I recently picked up a downconverter box on eBay. My original plan was to use the enclosure for another project as it has a very nice aluminum enclosure. Naturally of course, I wanted to take a look at what kind of downconverter this one is and how it works first.
A down converter at its core is really just a frequency mixer. This one though is an active mixer so instead of incurring a conversion loss, it has a conversion gain at the IF output.
This Daitronics down converter has an input frequency range of between 3.7 and 4.2 GHz and operates at an IF of 70 MHz. That’s all the information there is on the label and besides that there is very little information available on the internet. At this frequency range however, it is likely that this donconverter was designed for some sort of satellite communication applications.
Upon revealing the internals, it became apparent that this downconverter is an I/Q quadrature mixer. Compared to a traditional heterodyne mixer, it does not need a bandpass filter and can be easily made tunable. For more detailed explanations, I would recommend reading this article — The Why and When of IQ Mixers for Beginners — on Marki Microwave‘s site.
Looking at the PCB traces above, you can clearly see the two distinct two signal paths used in this quadrature mixer. The signal enters from the N connector from the right side of the PCB in the picture above. And it passes through a modified Wikinson power divider before entering the mixing stage. This modified power divider uses an “H” shaped structure, causing the signal to the upper branch to have a 90 degree phase shift.
Each branch of the signal is then mixed with the LO using a branchline coupler mixer structure, which isolates the LO from the RF input.
The LO signal penetrates the PCB and enters from the middle. Take a look at how this is implemented in the picture below, it is more of an art than just plain circuitry.
It is interesting to see a mix of bag of surface mounted components and through-hole components used in the microwave frequency portion of the circuitry.

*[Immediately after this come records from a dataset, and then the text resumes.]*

//! Shared test fixtures for integration tests.
#![allow(dead_code)]

use bess_dispatch::battery::BatteryConfig;
use bess_dispatch::signal::PeriodSignal;
use bess_dispatch::sim::types::SimConfig;
use chrono::{DateTime, Duration, TimeZone, Utc};

/// Start of the first settlement period used by fixtures.
pub fn start() -> DateTime<Utc> {
    Utc.with_ymd_and_hms(2025, 1, 6, 0, 0, 0).unwrap()
}

/// Timestamp of half-hour period `i`.
pub fn at(i: usize) -> DateTime<Utc> {
    start() + Duration::minutes(30 * i as i64)
}

/// Half-hourly series from `(cost_now, revenue_now)` pairs.
pub fn series(prices: &[(f64, f64)]) -> Vec<PeriodSignal> {
    prices
        .iter()
        .enumerate()
        .map(|(i, &(c, r))| PeriodSignal::new(at(i), c, r))
        .collect()
}

/// 10 MW / 10 MWh, η 0.9, SOC bounds [0.5, 10] MWh, starting at 0.5 MWh.
///
/// At 30-minute periods this moves 5 MWh per period.
pub fn arbitrage_battery() -> BatteryConfig {
    BatteryConfig::new(10.0, 10.0, 0.9, 0.05, 1.0, 0.5).unwrap()
}

/// 2.5 MW / 5 MWh, η 0.85, SOC bounds [0.25, 5] MWh, starting half full.
pub fn btm_battery() -> BatteryConfig {
    BatteryConfig::new(2.5, 5.0, 0.85, 0.05, 1.0, 2.5).unwrap()
}

/// Half-hour periods with no opex, so EBITDA equals trading margin.
pub fn no_opex() -> SimConfig {
    SimConfig::new(0.5, 0.0, 0.0).unwrap()
}
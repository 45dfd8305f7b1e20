//! Integration tests for the greedy dispatch policy.

mod common;

use bess_dispatch::battery::BatteryConfig;
use bess_dispatch::sim::engine::Engine;
use bess_dispatch::sim::policy::GreedyPolicy;
use bess_dispatch::sim::types::Action;

#[test]
fn charges_at_cheap_period() {
    let engine = Engine::new(common::arbitrage_battery(), common::no_opex(), GreedyPolicy);
    let result = engine.run(&common::series(&[(10.0, 100.0)])).unwrap();

    let e = &result.ledger[0];
    assert_eq!(e.action, Action::Charge);
    assert_eq!(e.charge_mwh, 5.0);
    assert_eq!(e.discharge_mwh, 0.0);
    assert!((e.soc_end_mwh - 5.0).abs() < 1e-12);
    assert_eq!(result.summary.total_cost, 50.0);
}

#[test]
fn charge_then_discharge_cycle() {
    // 90 > 10 charges twice; at (95, 100) derated revenue 90 < 95 but 100 > 95
    let signals = common::series(&[(10.0, 100.0), (10.0, 100.0), (95.0, 100.0)]);
    let engine = Engine::new(common::arbitrage_battery(), common::no_opex(), GreedyPolicy);
    let result = engine.run(&signals).unwrap();

    let actions: Vec<_> = result.ledger.iter().map(|e| e.action).collect();
    assert_eq!(actions, [Action::Charge, Action::Charge, Action::Discharge]);

    // 0.5 + 4.5 = 5.0, + 4.5 = 9.5, - 4.5 = 5.0
    assert!((result.ledger[1].soc_end_mwh - 9.5).abs() < 1e-12);
    assert_eq!(result.ledger[2].discharge_mwh, 4.5);
    assert!((result.ledger[2].soc_end_mwh - 5.0).abs() < 1e-12);

    assert_eq!(result.summary.total_cost, 100.0);
    assert_eq!(result.summary.total_revenue, 450.0);
    assert_eq!(result.summary.ebitda, 350.0);
}

#[test]
fn idles_when_cost_exceeds_revenue() {
    let signals = common::series(&[(100.0, 50.0), (120.0, 119.0)]);
    let engine = Engine::new(common::btm_battery(), common::no_opex(), GreedyPolicy);
    let result = engine.run(&signals).unwrap();

    for e in &result.ledger {
        assert_eq!(e.action, Action::Idle);
        assert_eq!(e.soc_start_mwh, e.soc_end_mwh);
        assert_eq!(e.net(), 0.0);
    }
    assert_eq!(result.summary.idle_periods, 2);
}

#[test]
fn full_battery_does_not_overflow() {
    let full = BatteryConfig::new(10.0, 10.0, 0.9, 0.05, 1.0, 10.0).unwrap();
    // charge trigger (-0.9 > -0.95) with no headroom, and no discharge trigger
    let signals = common::series(&[(-0.95, -1.0)]);
    let result = Engine::new(full, common::no_opex(), GreedyPolicy)
        .run(&signals)
        .unwrap();

    let e = &result.ledger[0];
    assert_eq!(e.action, Action::Idle);
    assert_eq!(e.charge_mwh, 0.0);
    assert_eq!(e.soc_end_mwh, 10.0);
}

#[test]
fn discharge_stops_at_soc_floor() {
    let full = BatteryConfig::new(10.0, 10.0, 0.9, 0.05, 1.0, 10.0).unwrap();
    let signals = common::series(&[(95.0, 100.0); 4]);
    let result = Engine::new(full, common::no_opex(), GreedyPolicy)
        .run(&signals)
        .unwrap();

    let delivered: Vec<_> = result.ledger.iter().map(|e| e.discharge_mwh).collect();
    // 10 -> 5.5 -> 1.0 -> 0.5 floor, then empty
    assert_eq!(delivered, [4.5, 4.5, 0.5, 0.0]);
    assert_eq!(result.ledger[3].action, Action::Idle);
    assert_eq!(result.ledger[3].soc_end_mwh, 0.5);
}

#[test]
fn charged_energy_reconciles_with_soc_rise() {
    let signals = common::series(&[
        (10.0, 100.0),
        (30.0, 60.0),
        (95.0, 100.0),
        (20.0, 90.0),
        (99.0, 100.0),
    ]);
    let engine = Engine::new(common::btm_battery(), common::no_opex(), GreedyPolicy);
    let result = engine.run(&signals).unwrap();

    let soc_rise: f64 = result
        .ledger
        .iter()
        .filter(|e| e.action == Action::Charge)
        .map(|e| e.soc_end_mwh - e.soc_start_mwh)
        .sum();
    let expected = result.summary.total_charged_mwh * 0.85;
    assert!((soc_rise - expected).abs() < 1e-9, "{soc_rise} vs {expected}");
}

#[test]
fn flips_state_every_period_without_hysteresis() {
    let signals = common::series(&[
        (10.0, 100.0),
        (95.0, 100.0),
        (10.0, 100.0),
        (95.0, 100.0),
        (10.0, 100.0),
        (95.0, 100.0),
    ]);
    let engine = Engine::new(common::arbitrage_battery(), common::no_opex(), GreedyPolicy);
    let result = engine.run(&signals).unwrap();

    for (i, e) in result.ledger.iter().enumerate() {
        let expected = if i % 2 == 0 { Action::Charge } else { Action::Discharge };
        assert_eq!(e.action, expected, "period {i}");
    }
    // each cycle draws 5 MWh, stores 4.5 and delivers 4.5
    let last = result.ledger.last().unwrap();
    assert!((last.soc_end_mwh - 0.5).abs() < 1e-12);
    assert_eq!(result.summary.charge_periods, 3);
    assert_eq!(result.summary.discharge_periods, 3);
}
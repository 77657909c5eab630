use crate::adapters::supabase::SupabaseClient;
use crate::config::SupabaseCredentials;
use crate::core::engine::SeedEngine;
use crate::domain::model::SeedReport;
use crate::domain::ports::Storage;
use crate::utils::error::Result;

/// Resolves credentials, builds the Supabase client and runs the seed engine.
///
/// Credentials are resolved and the endpoint parsed before `storage` is
/// touched or any request is made.
pub async fn run_seed<F, S>(lookup: F, storage: &S) -> Result<SeedReport>
where
    F: Fn(&str) -> Option<String>,
    S: Storage,
{
    let credentials = SupabaseCredentials::from_lookup(lookup)?;
    tracing::debug!("Using credentials: {:?}", credentials);

    let client = SupabaseClient::new(&credentials)?;
    let engine = SeedEngine::new(client);

    engine.run(storage).await
}
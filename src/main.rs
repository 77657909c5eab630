use greenwave_seed::utils::logger;
use greenwave_seed::{run_seed, LocalStorage};

#[tokio::main]
async fn main() {
    logger::init_cli_logger();

    tracing::info!("Starting greenwave-seed");

    let storage = LocalStorage::new(".");

    match run_seed(|name| std::env::var(name).ok(), &storage).await {
        Ok(report) => {
            tracing::info!(
                "✅ Seeded {} intersections ({} batches) and {} signal phases ({} batches)",
                report.intersections.records,
                report.intersections.batches,
                report.phases.records,
                report.phases.batches
            );
        }
        Err(e) => {
            tracing::error!("❌ Seeding failed: {} (Category: {:?})", e, e.category());
            tracing::error!("💡 Recovery suggestion: {}", e.recovery_suggestion());

            eprintln!("❌ {}", e.user_friendly_message());
            eprintln!("💡 {}", e.recovery_suggestion());

            std::process::exit(1);
        }
    }
}
pub mod adapters;
pub mod app;
pub mod config;
pub mod core;
pub mod domain;
pub mod utils;

pub use adapters::{storage::LocalStorage, supabase::SupabaseClient};
pub use app::run_seed;
pub use config::SupabaseCredentials;
pub use core::{engine::SeedEngine, uploader::BatchUploader};
pub use utils::error::{Result, SeedError};
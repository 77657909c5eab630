use crate::domain::model::Record;
use crate::utils::error::Result;
use async_trait::async_trait;

pub trait Storage: Send + Sync {
    fn read_file(&self, path: &str) -> impl std::future::Future<Output = Result<Vec<u8>>> + Send;
}

/// Bulk insert into a named remote table.
#[async_trait]
pub trait TableClient: Send + Sync {
    async fn insert(&self, table: &str, rows: &[Record]) -> Result<()>;
}
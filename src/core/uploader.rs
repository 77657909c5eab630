use crate::domain::model::{Record, UploadSummary};
use crate::domain::ports::TableClient;
use crate::utils::error::Result;
use std::io::Write;

/// Rows per insert request.
pub const BATCH_SIZE: usize = 100;

/// Progress line for the batch starting at `start`. The end is always
/// `start + BATCH_SIZE`, including for a shorter final batch.
pub fn progress_line(start: usize) -> String {
    format!("Uploaded batch {} - {}", start, start + BATCH_SIZE)
}

pub struct BatchUploader<C: TableClient> {
    client: C,
}

impl<C: TableClient> BatchUploader<C> {
    pub fn new(client: C) -> Self {
        Self { client }
    }

    /// Inserts `records` into `table` one batch at a time, writing a progress
    /// line to `out` after each accepted batch. The first failed batch is
    /// returned as the error and nothing after it is sent.
    pub async fn upload<W: Write>(
        &self,
        table: &str,
        label: &str,
        records: &[Record],
        out: &mut W,
    ) -> Result<UploadSummary> {
        writeln!(out, "Uploading {} {}...", records.len(), label)?;

        let mut batches = 0;
        for (index, batch) in records.chunks(BATCH_SIZE).enumerate() {
            let start = index * BATCH_SIZE;
            tracing::debug!(
                "Inserting {} rows into {} from index {}",
                batch.len(),
                table,
                start
            );

            self.client.insert(table, batch).await?;

            writeln!(out, "{}", progress_line(start))?;
            batches += 1;
        }

        tracing::info!(
            "{} rows inserted into {} in {} batches",
            records.len(),
            table,
            batches
        );

        Ok(UploadSummary {
            table: table.to_string(),
            records: records.len(),
            batches,
        })
    }
}

#[cfg(test)]
mod tests {
    use super::*;
    use crate::utils::error::SeedError;
    use async_trait::async_trait;
    use serde_json::json;
    use std::sync::{Arc, Mutex};

    #[derive(Clone, Default)]
    struct RecordingClient {
        calls: Arc<Mutex<Vec<(String, Vec<Record>)>>>,
        fail_on_call: Option<usize>,
    }

    #[async_trait]
    impl TableClient for RecordingClient {
        async fn insert(&self, table: &str, rows: &[Record]) -> Result<()> {
            let mut calls = self.calls.lock().unwrap();
            if self.fail_on_call == Some(calls.len()) {
                return Err(SeedError::Remote {
                    table: table.to_string(),
                    status: 500,
                    message: "boom".to_string(),
                });
            }
            calls.push((table.to_string(), rows.to_vec()));
            Ok(())
        }
    }

    fn records(n: usize) -> Vec<Record> {
        (0..n).map(|i| json!({"id": i})).collect()
    }

    #[test]
    fn test_progress_line_uses_nominal_end() {
        assert_eq!(progress_line(0), "Uploaded batch 0 - 100");
        assert_eq!(progress_line(200), "Uploaded batch 200 - 300");
    }

    #[tokio::test]
    async fn test_batches_cover_input_in_order() {
        let client = RecordingClient::default();
        let uploader = BatchUploader::new(client.clone());
        let input = records(250);

        let mut out = Vec::new();

        let summary = uploader
            .upload("intersections", "intersections", &input, &mut out)
            .await
            .unwrap();

        assert_eq!(summary.batches, 3);
        assert_eq!(summary.records, 250);

        let calls = client.calls.lock().unwrap();
        let sizes: Vec<usize> = calls.iter().map(|(_, rows)| rows.len()).collect();
        assert_eq!(sizes, vec![100, 100, 50]);

        let rebuilt: Vec<Record> = calls.iter().flat_map(|(_, rows)| rows.clone()).collect();
        assert_eq!(rebuilt, input);
        assert!(calls.iter().all(|(table, _)| table == "intersections"));

        assert_eq!(
            String::from_utf8(out).unwrap(),
            "Uploading 250 intersections...\n\
             Uploaded batch 0 - 100\n\
             Uploaded batch 100 - 200\n\
             Uploaded batch 200 - 300\n"
        );
    }

    #[tokio::test]
    async fn test_exact_multiple_and_empty() {
        let client = RecordingClient::default();
        let uploader = BatchUploader::new(client.clone());

        let mut out = std::io::sink();

        let summary = uploader
            .upload("t", "rows", &records(200), &mut out)
            .await
            .unwrap();
        assert_eq!(summary.batches, 2);

        let mut out = Vec::new();
        let summary = uploader.upload("t", "rows", &[], &mut out).await.unwrap();
        assert_eq!(summary.batches, 0);
        assert_eq!(String::from_utf8(out).unwrap(), "Uploading 0 rows...\n");
        assert_eq!(client.calls.lock().unwrap().len(), 2);
    }

    #[tokio::test]
    async fn test_stops_at_first_failed_batch() {
        let client = RecordingClient {
            fail_on_call: Some(1),
            ..Default::default()
        };
        let uploader = BatchUploader::new(client.clone());
        let mut out = Vec::new();

        let err = uploader
            .upload("signal_phases", "signal phases", &records(450), &mut out)
            .await
            .unwrap_err();

        assert!(matches!(err, SeedError::Remote { status: 500, .. }));
        // only batch 0 went through; batches 2..4 were never attempted
        assert_eq!(client.calls.lock().unwrap().len(), 1);
        // no progress line for the rejected batch
        assert_eq!(
            String::from_utf8(out).unwrap(),
            "Uploading 450 signal phases...\nUploaded batch 0 - 100\n"
        );
    }
}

Given the components chosen, it is clear that this design must have been several decades old. Since there is no date codes on any of the components I could find on the PCB, it is hard to tell when exactly this board was made. But from the components, the manually drawn traces and the tinned PCB, I could only presume that it was perhaps made in the late 70’s or early 80’s?
Here is a picture of the reverse side of the PCB. The circuitry on this side is responsible for generating the LO signal for mixing and amplify the IF once the RF has been mixed.

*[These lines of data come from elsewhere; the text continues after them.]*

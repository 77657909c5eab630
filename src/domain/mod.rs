// Domain layer: seed models and ports (interfaces) implemented by the adapters.

pub mod model;
pub mod ports;
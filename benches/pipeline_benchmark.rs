//! Benchmarks for the resume pipeline.
//!
//! Run with: cargo bench
//!
//! Covers everything up to the external converter: parsing, reduction,
//! assembly and DOCX packaging.

use criterion::{black_box, criterion_group, criterion_main, Criterion};

use onepage::parser::parse;
use onepage::reduce::default_rules;
use onepage::render::{assemble, to_docx_bytes};
use onepage::FormatProfile;

/// Creates a synthetic resume with the given number of project subsections.
fn create_test_resume(projects: usize) -> String {
    let mut md = String::new();

    md.push_str("# Jane Doe\n");
    md.push_str("Omaha, NE\n");
    md.push_str("jane@example.com | (402) 555-0199 | linkedin.com/in/jane | github.com/jane\n\n");

    md.push_str("## EXPERIENCE\n");
    md.push_str("### Technical & IT Support Roles\n");
    for i in 0..6 {
        md.push_str(&format!("- Resolved **{}** tickets across the help desk queue\n", i * 10));
    }
    md.push_str("\n### Other Professional Experience\n- Retail\n- Warehouse\n\n");

    md.push_str("## TECHNICAL PROJECTS\n");
    for i in 0..projects {
        md.push_str(&format!("### Project {} - https://example.com/p{}\n", i, i));
        md.push_str("- Built a lab network\n- Wrote detection rules\n- Documented results\n\n");
    }

    md
}

/// Benchmark line parsing and normalization.
fn bench_parse(c: &mut Criterion) {
    let source = create_test_resume(8);

    c.bench_function("parse_resume", |b| {
        b.iter(|| parse(black_box(&source)));
    });
}

/// Benchmark applying the full rule list.
fn bench_reduce(c: &mut Criterion) {
    let lines = parse(&create_test_resume(8));
    let rules = default_rules();

    c.bench_function("apply_default_rules", |b| {
        b.iter(|| {
            rules
                .iter()
                .fold(black_box(lines.clone()), |current, rule| rule.apply(&current))
        });
    });
}

/// Benchmark assembly and packaging at various sizes.
fn bench_render(c: &mut Criterion) {
    let mut group = c.benchmark_group("render_docx");
    let profile = FormatProfile::standard();

    for projects in [2, 8, 32].iter() {
        let lines = parse(&create_test_resume(*projects));

        group.bench_function(format!("{}_projects", projects), |b| {
            b.iter(|| {
                let doc = assemble(black_box(&lines), &profile);
                to_docx_bytes(&doc).unwrap()
            });
        });
    }

    group.finish();
}

criterion_group!(benches, bench_parse, bench_reduce, bench_render);
criterion_main!(benches);
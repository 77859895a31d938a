//! The three content-reducing transformations.
//!
//! All of them are pure and idempotent, and keep the relative order of the
//! lines they retain.

use crate::parser::{Line, LineKind};

/// Remove every subsection titled `title` together with its body.
///
/// The title is compared with bold markup stripped. A body runs until the
/// next subsection or section header.
pub fn drop_section(lines: &[Line], title: &str) -> Vec<Line> {
    let mut out = Vec::with_capacity(lines.len());
    let mut dropping = false;

    for line in lines {
        let kind = line.kind();
        if kind.is_header() {
            dropping = kind == LineKind::SubsectionHeader && line.plain_content() == title;
        }
        if !dropping {
            out.push(line.clone());
        }
    }

    out
}

/// Keep only the first `keep` subsections of every section whose header
/// contains `marker` (case-insensitive).
pub fn keep_first_subsections(lines: &[Line], marker: &str, keep: usize) -> Vec<Line> {
    let marker = marker.to_uppercase();
    let mut out = Vec::with_capacity(lines.len());
    let mut in_target = false;
    let mut seen = 0usize;
    let mut skipping = false;

    for line in lines {
        match line.kind() {
            LineKind::SectionHeader => {
                in_target = line.content().to_uppercase().contains(&marker);
                seen = 0;
                skipping = false;
            }
            LineKind::SubsectionHeader if in_target => {
                seen += 1;
                skipping = seen > keep;
            }
            _ => {}
        }
        if !skipping {
            out.push(line.clone());
        }
    }

    out
}

/// Keep the first `keep` bullets under each subsection titled `title`.
///
/// Non-bullet lines in scope are always kept.
pub fn keep_first_bullets(lines: &[Line], title: &str, keep: usize) -> Vec<Line> {
    let mut out = Vec::with_capacity(lines.len());
    let mut in_target = false;
    let mut kept = 0usize;

    for line in lines {
        match line.kind() {
            LineKind::SectionHeader => in_target = false,
            LineKind::SubsectionHeader => {
                in_target = line.plain_content() == title;
                kept = 0;
            }
            LineKind::Bullet if in_target => {
                kept += 1;
                if kept > keep {
                    continue;
                }
            }
            _ => {}
        }
        out.push(line.clone());
    }

    out
}
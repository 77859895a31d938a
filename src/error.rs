//! Error types for onepage library.

use std::io;
use std::path::PathBuf;
use thiserror::Error;

/// Result type alias for onepage operations.
pub type Result<T> = std::result::Result<T, Error>;

/// Error types that can occur while fitting a resume.
#[derive(Error, Debug)]
pub enum Error {
    /// I/O error when reading or writing files.
    #[error("I/O error: {0}")]
    Io(#[from] io::Error),

    /// The source Markdown file does not exist.
    #[error("Markdown not found: {}", .0.display())]
    SourceNotFound(PathBuf),

    /// No LibreOffice binary could be located.
    #[error("LibreOffice not found. Install LibreOffice or add soffice to PATH.")]
    ConverterNotFound,

    /// The external converter failed or produced no output.
    #[error("Conversion failed: {0}")]
    Conversion(String),

    /// The converted output is not a PDF file.
    #[error("Unknown file format: not a valid PDF")]
    UnknownFormat,

    /// Error reading the PDF structure while counting pages.
    #[error("PDF parsing error: {0}")]
    PdfParse(String),

    /// Error writing the DOCX package.
    #[error("DOCX packaging error: {0}")]
    Package(String),

    /// Invalid or unreadable configuration.
    #[error("Invalid configuration: {0}")]
    Config(String),
}

impl From<lopdf::Error> for Error {
    fn from(err: lopdf::Error) -> Self {
        Error::PdfParse(err.to_string())
    }
}

impl From<zip::result::ZipError> for Error {
    fn from(err: zip::result::ZipError) -> Self {
        match err {
            zip::result::ZipError::Io(e) => Error::Io(e),
            _ => Error::Package(err.to_string()),
        }
    }
}

impl From<serde_json::Error> for Error {
    fn from(err: serde_json::Error) -> Self {
        Error::Config(err.to_string())
    }
}
//! PDF page counting backed by lopdf.

use std::fs::File;
use std::io::Read;
use std::path::Path;

use lopdf::Document as LopdfDocument;

use super::PageCounter;
use crate::error::{Error, Result};

/// PDF magic bytes: %PDF-
const PDF_MAGIC: &[u8] = b"%PDF-";
const VERSION_LEN: usize = 3; // e.g., "1.7"

/// Page counter that loads the PDF with `lopdf`.
#[derive(Debug, Clone, Default)]
pub struct LopdfPageCounter {
    _private: (),
}

impl LopdfPageCounter {
    /// Create a new page counter.
    pub fn new() -> Self {
        Self { _private: () }
    }
}

impl PageCounter for LopdfPageCounter {
    fn count_pages(&self, path: &Path) -> Result<usize> {
        let mut header = [0u8; PDF_MAGIC.len() + VERSION_LEN];
        File::open(path)?
            .read_exact(&mut header)
            .map_err(|_| Error::UnknownFormat)?;
        check_pdf_header(&header)?;

        let doc = LopdfDocument::load(path)?;
        Ok(doc.get_pages().len())
    }
}

/// Check that `data` starts with a `%PDF-x.y` header and return the version.
pub fn check_pdf_header(data: &[u8]) -> Result<String> {
    if data.len() < PDF_MAGIC.len() + VERSION_LEN || !data.starts_with(PDF_MAGIC) {
        return Err(Error::UnknownFormat);
    }

    let version = &data[PDF_MAGIC.len()..PDF_MAGIC.len() + VERSION_LEN];
    match version {
        [major, b'.', minor] if major.is_ascii_digit() && minor.is_ascii_digit() => {
            Ok(String::from_utf8_lossy(version).into_owned())
        }
        _ => Err(Error::UnknownFormat),
    }
}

As you may have noted, none of the signal traces has ground via-stitching to help signal isolation and reducing impedance. Back in the days, PCB manufacturing was not as advanced. So instead a large continuous ground plane was used.
Take a look below at how filtering caps and other components are soldered. To reduce lead inductance, all connections are made as short as possible.
I also made a short video taking a look at this down converter in action and followed with a teardown. In the video, I took a 3.726 GHz signal from my HP 8671A and fed into the mixer and observed the IF signal on an oscilloscope.